Development and feasibility testing of decision support for patients who are candidates for a prophylactic implantable defibrillator: a study protocol for a pilot randomized controlled trial
1 School of Nursing, Faculty of Health Sciences, McMaster University, Hamilton, ON, Canada
2 Population Health Research Institute, Hamilton Health Sciences, Hamilton, ON, Canada
3 Heart and Stroke Foundation/Michael G DeGroote Endowed Chair in Cardiovascular Nursing, Hamilton, ON, Canada
4 School of Nursing, University of Ottawa, Ottawa, ON, Canada
5 University Research Chair in Knowledge Translation to Patients, Ottawa, ON, Canada
6 Ottawa Hospital Research Institute, Ottawa, ON, Canada
7 Hamilton Health Sciences, Hamilton, ON, Canada
8 Department of Medicine, McMaster University, Hamilton, ON, Canada
9 Department of Clinical Epidemiology and Biostatistics, McMaster University, Hamilton, ON, Canada
10 Departments of Clinical Epidemiology and Biostatistics, Pediatrics and Anesthesia, McMaster University, Hamilton, ON, Canada
11 Biostatistics Unit, St Joseph’s Healthcare - Hamilton, Hamilton, ON, Canada
Trials 2013, 14:346 doi:10.1186/1745-6215-14-346Published: 22 October 2013
Patients, identified to be at risk for but who have never experienced a potentially lethal cardiac arrhythmia, have the option of receiving an implantable cardioverter defibrillator (ICD) as prophylaxis against sudden cardiac death - a primary prevention indication. In Canada, there is no clear framework to support patients’ decision-making for these devices. Decision support, using a decision aid, could moderate treatment-related uncertainty and prepare patients to make well-informed decisions.
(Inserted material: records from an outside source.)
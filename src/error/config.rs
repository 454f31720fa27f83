use thiserror::Error;

#[derive(Error, Debug)]
pub enum ConfigError {
    /// Required environment variable is not set.
    ///
    /// The application requires this environment variable to be defined. Check the
    /// documentation or `.env.example` file for required configuration variables.
    #[error("Missing required environment variable: {0}")]
    MissingEnvVar(String),

    /// Environment variable is set but its value cannot be used.
    #[error("Invalid value '{value}' for environment variable {name}: {reason}")]
    InvalidEnvVar {
        /// Name of the environment variable
        name: String,
        /// The rejected value
        value: String,
        /// Why the value was rejected
        reason: String,
    },

    /// A watcher was configured with a check interval it cannot run at.
    #[error("Invalid check interval for {watcher} watcher: interval must be greater than zero")]
    InvalidInterval {
        /// Source type label of the watcher
        watcher: String,
    },

    /// A second watcher was added for a source type that already has one.
    #[error("A watcher for {watcher} sources is already registered")]
    DuplicateWatcher {
        /// Source type label of the watcher
        watcher: String,
    },
}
Patient decision aids provide information on treatment options, risks, and benefits, to help patients clarify their values for outcomes of treatment options. The objectives of this research are: 1) develop a decision aid, 2) evaluate the decision aid, and 3) determine the feasibility of conducting a trial.
A development panel comprised of the core investigative team, health service researchers, decision science experts, cardiovascular healthcare practitioners, and ICD patient representatives will collaborate to provide input on the content and format of the aid. To generate probabilities to include in the aid, we will synthesize primary prevention ICD evidence. To obtain anonymous input about the facts and content, we will employ a modified Delphi process. To evaluate the draft decision aid will invite ICD patients and their families (n = 30) to rate its acceptability. After we evaluate the aid, to determine the feasibility, we will conduct a feasibility pilot randomized controlled trial (RCT) in new ICD candidates (n = 80). Participants will be randomized to receive a decision aid prior to specialist consultation versus usual care. Results from the pilot RCT will determine the feasibility of research processes; inform sample size calculation, measure decision quality (knowledge, values, decision conflict) and the influence of health related quality of life on decision-making.
Our study seeks to develop a decision aid, for patients offered their first ICD for prophylaxis against sudden cardiac death. This paper outlines the background and methods of a pilot randomized trial which will inform a larger multicenter trial. Ultimately, decision support prior to specialist consultation could enhance the decision-making process between patients, physicians, and families, associated with life-prolonging medical devices like the ICD.